EXTRACTED RECORDS
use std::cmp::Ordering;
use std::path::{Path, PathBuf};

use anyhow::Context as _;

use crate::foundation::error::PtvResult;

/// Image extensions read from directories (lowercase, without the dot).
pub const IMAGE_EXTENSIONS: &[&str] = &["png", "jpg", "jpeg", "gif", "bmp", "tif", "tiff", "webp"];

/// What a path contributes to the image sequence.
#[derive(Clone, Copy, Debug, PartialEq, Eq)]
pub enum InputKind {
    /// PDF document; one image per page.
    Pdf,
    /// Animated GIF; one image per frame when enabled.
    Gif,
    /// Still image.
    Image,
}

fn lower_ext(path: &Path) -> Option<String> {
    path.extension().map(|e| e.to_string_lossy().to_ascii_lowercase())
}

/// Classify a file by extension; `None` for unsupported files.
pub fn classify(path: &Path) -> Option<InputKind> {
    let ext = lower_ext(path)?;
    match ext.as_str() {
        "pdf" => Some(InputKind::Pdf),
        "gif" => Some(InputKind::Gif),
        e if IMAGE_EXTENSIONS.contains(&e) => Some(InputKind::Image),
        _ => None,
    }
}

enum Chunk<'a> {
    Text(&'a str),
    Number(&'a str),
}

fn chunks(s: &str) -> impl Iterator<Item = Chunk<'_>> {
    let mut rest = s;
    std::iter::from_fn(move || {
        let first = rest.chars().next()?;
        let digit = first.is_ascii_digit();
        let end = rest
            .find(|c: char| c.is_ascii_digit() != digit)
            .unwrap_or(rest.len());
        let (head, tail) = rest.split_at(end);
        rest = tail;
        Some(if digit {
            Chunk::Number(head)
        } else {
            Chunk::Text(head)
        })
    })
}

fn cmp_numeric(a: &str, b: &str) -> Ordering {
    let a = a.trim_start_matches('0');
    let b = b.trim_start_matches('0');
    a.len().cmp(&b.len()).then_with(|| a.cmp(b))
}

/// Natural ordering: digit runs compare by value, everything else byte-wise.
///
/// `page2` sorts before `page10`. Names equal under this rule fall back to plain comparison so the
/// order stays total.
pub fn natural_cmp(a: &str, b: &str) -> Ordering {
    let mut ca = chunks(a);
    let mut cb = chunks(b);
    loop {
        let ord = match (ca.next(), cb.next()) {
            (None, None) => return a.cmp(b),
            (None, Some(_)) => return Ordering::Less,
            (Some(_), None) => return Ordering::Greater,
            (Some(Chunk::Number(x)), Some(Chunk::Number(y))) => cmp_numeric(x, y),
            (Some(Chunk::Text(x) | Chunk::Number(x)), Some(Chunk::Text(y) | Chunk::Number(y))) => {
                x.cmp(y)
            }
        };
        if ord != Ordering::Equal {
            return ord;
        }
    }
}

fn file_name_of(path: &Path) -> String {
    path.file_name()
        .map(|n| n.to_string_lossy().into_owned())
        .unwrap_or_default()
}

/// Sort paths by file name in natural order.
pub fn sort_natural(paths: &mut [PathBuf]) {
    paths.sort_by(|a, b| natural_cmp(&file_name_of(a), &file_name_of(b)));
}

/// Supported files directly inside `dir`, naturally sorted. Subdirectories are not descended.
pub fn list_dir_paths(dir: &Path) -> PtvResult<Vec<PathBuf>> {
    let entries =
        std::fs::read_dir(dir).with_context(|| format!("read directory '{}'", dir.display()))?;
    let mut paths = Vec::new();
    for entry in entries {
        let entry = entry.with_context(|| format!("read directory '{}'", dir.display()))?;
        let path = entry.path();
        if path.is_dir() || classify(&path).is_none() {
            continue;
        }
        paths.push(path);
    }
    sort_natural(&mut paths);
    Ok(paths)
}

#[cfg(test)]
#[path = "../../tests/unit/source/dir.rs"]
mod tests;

TASK DETAILS
Go through the listing and say how many lines contain the string "head", offering only the number.

EXPECTED ANSWER
3